You might think building muscle and losing weight can’t be done simultaneously, but you’re wrong! Research published in Science Daily has found that it’s totally possible – you just need to be doing the right things with your diet and exercise routine. Here are some important tips and tricks.
Tip 1: Boost Your Meals With Protein
You know you need to add protein to your diet, but every single meal should include a protein component. This essential nutrient is known as a building block of the body because it builds your muscles, but it also helps you shed unwanted fat. Research published in the American Journal of Clinical Nutrition found that men who followed a high-protein, low-calorie diet for a month lost 10 pounds of fat while gaining two pounds of lean muscle. On the other hand, participants who consumed less protein only lost seven pounds of fat and gained a quarter pound of muscle. Great protein sources include milk, cheese, seafood, beans and soy.
Tip 2:”Cycle” Your Diet
“Calorie cycling” is when you eat more calories on days that you work out on and fewer calories on your rest days. Doing this helps to give your body the energy it needs when you need to build muscle while not giving it too much on days when that energy is going to waste because you’re not hitting the gym. “Calorie cycling” prevents energy from getting stored as fat, which will help you lose weight.
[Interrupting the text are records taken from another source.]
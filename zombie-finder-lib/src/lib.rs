pub mod dispatcher;
pub mod event;
pub mod merge;
pub mod mrt;
pub mod path_state;
pub mod queue;
pub mod recorder;
pub mod snapshot;
pub mod source;
pub mod tracked;

use std::io::Write;
use tokio::sync::mpsc::channel;
use tracing::{error, info, warn};

use crate::dispatcher::{Dispatcher, EngineConfig, RunSummary};
use crate::mrt::{EventFilter, MrtInput};
use crate::snapshot::Snapshots;
use crate::source::spawn_event_source;
use crate::tracked::ZombieEntry;

/// Result of a complete or interrupted run.
pub struct RunOutput<W: Write> {
    pub snapshots: Snapshots,
    pub changing: W,
    pub summary: RunSummary,
    /// Fault that ended the dispatch loop before the stream was exhausted.
    pub fault: Option<anyhow::Error>,
}

/// Stream MRT inputs through a dispatcher for `entries`.
///
/// Faults inside the dispatch loop do not discard work: the snapshots
/// gathered so far are returned together with the fault.
pub async fn find_zombie_records<W: Write>(
    config: EngineConfig,
    entries: Vec<ZombieEntry>,
    inputs: Vec<MrtInput>,
    interval: (i64, i64),
    changing: W,
    buffer_size: usize,
) -> RunOutput<W> {
    let filter = EventFilter::new(
        entries.iter().map(|entry| entry.prefix.clone()),
        interval.0,
        interval.1,
    );
    let mut dispatcher = Dispatcher::new(config, entries, changing);

    let (tx, rx) = channel(buffer_size.max(1));
    let source = spawn_event_source(inputs, filter, tx);

    let outcome = dispatcher.run(rx).await;
    let summary = dispatcher.summary();
    let fault = match outcome {
        Ok(_) => {
            info!(
                "event stream exhausted: {} events, {} ignored, {} snapshots, {} changing",
                summary.events, summary.ignored, summary.snapshots, summary.changing_lines
            );
            None
        }
        Err(err) => {
            error!(
                "dispatch loop terminated early after {} events: {:#}",
                summary.events, err
            );
            Some(err)
        }
    };
    if summary.pending > 0 {
        warn!(
            "{} tracked entries never expired within the event stream",
            summary.pending
        );
    }

    let (snapshots, mut changing) = dispatcher.finish();
    let fault = match (fault, changing.flush()) {
        (None, Err(err)) => {
            error!("failed to flush changing-events output: {}", err);
            Some(err.into())
        }
        (fault, _) => fault,
    };
    if let Err(err) = source.await {
        error!("event source worker failed: {}", err);
    }

    RunOutput {
        snapshots,
        changing,
        summary,
        fault,
    }
}
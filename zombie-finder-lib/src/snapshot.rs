use anyhow::Result;
use metrics::counter;
use std::collections::BTreeMap;
use std::io::Write;
use tracing::{debug, warn};

use crate::path_state::{PathStateTable, PeerPaths};
use crate::recorder::{EventRecorder, join_records};
use crate::tracked::ZombieEntry;

/// Snapshots keyed by `"prefix|expiry"`.
pub type Snapshots = BTreeMap<String, PeerPaths>;

/// Captures path state at expiry and flushes quarantine logs to the
/// changing-events output.
pub struct SnapshotEmitter<W: Write> {
    snapshots: Snapshots,
    changing: W,
    changing_lines: u64,
}

impl<W: Write> SnapshotEmitter<W> {
    pub fn new(changing: W) -> SnapshotEmitter<W> {
        SnapshotEmitter {
            snapshots: Snapshots::new(),
            changing,
            changing_lines: 0,
        }
    }

    pub fn emit(
        &mut self,
        entry: &ZombieEntry,
        table: &mut PathStateTable,
        recorder: &mut EventRecorder,
    ) -> Result<()> {
        let peers = table.snapshot(&entry.prefix);
        debug!(
            "{}: snapshot at {} with {} peers",
            entry.prefix,
            entry.expiry,
            peers.len()
        );
        self.snapshots.insert(entry.snapshot_key(), peers);
        counter!("zombie_finder_snapshots_total").increment(1);

        match recorder.unwatch(&entry.prefix, entry.expiry) {
            Some(records) => {
                writeln!(
                    self.changing,
                    "{} {} ? {}",
                    entry.prefix,
                    entry.expiry,
                    join_records(&records)
                )?;
                self.changing_lines += 1;
                counter!("zombie_finder_changing_lines_total").increment(1);
            }
            None => {
                warn!(
                    "{}: expired at {} but was not watched",
                    entry.prefix, entry.expiry
                );
                counter!("zombie_finder_unwatched_removals_total").increment(1);
            }
        }

        Ok(())
    }

    pub fn snapshots(&self) -> &Snapshots {
        &self.snapshots
    }

    pub fn changing_lines(&self) -> u64 {
        self.changing_lines
    }

    /// Hand back the snapshots and the changing-events writer, unflushed.
    pub fn finish(self) -> (Snapshots, W) {
        (self.snapshots, self.changing)
    }
}

/// Serialize snapshots as one JSON object.
pub fn write_snapshots<W: Write>(snapshots: &Snapshots, mut writer: W) -> Result<()> {
    serde_json::to_writer(&mut writer, snapshots)?;
    writer.flush()?;
    Ok(())
}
Tip 3: Take The Right Supplements
Supplements you take to build muscle should also be improving your health, and can even help you slim down. An example is fenugreek extract that boosts your performance so you can remain energized during your muscle-building workouts. According to research published in the Journal of Sport Nutrition and Exercise Metabolism, when participants were given 500 mg of fenugreek extract every day for two months, their exercise performance was increased but they also lost weight.
Tip 4: Avoid Too Much Cardio
You might think you should be adding more cardio to your exercise routine to eliminate body fat, but too much of it can have the opposite effect by destroying the very muscle you’re working so hard to build. How much cardio is enough to help you lose fat and not muscle? Aim for between 20 and 30 minutes of cardio every week to keep your metabolism strong so you can eliminate fat. Cardio also has other benefits, such as boosting circulation and exercising your heart, so it shouldn’t be completely wiped out from your exercise plan.
Having a leaner, more muscular physique doesn’t have to feel impossible to achieve. With a few tweaks to your current exercise and eating regimen, you can have a slimmer but more toned body within weeks.